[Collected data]

────────────────────

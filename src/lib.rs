pub mod config;
pub mod engine;
pub mod fanout;
pub mod limits;
pub mod model;
pub mod notify;
pub mod observability;
pub mod reaper;
pub mod resolver;
pub mod store;
pub mod tenant;
pub mod trigger;
pub mod wal;
pub mod wire;

#[cfg(test)]
pub(crate) mod testing;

────────────────────

# TASK TO CARRY OUT
Write out exactly the lines that begin at the one containing "pub mod trigger;" and continue through the last line of the data, and only those.

# YOUR RESPONSE
pub mod trigger;
pub mod wal;
pub mod wire;

#[cfg(test)]
pub(crate) mod testing;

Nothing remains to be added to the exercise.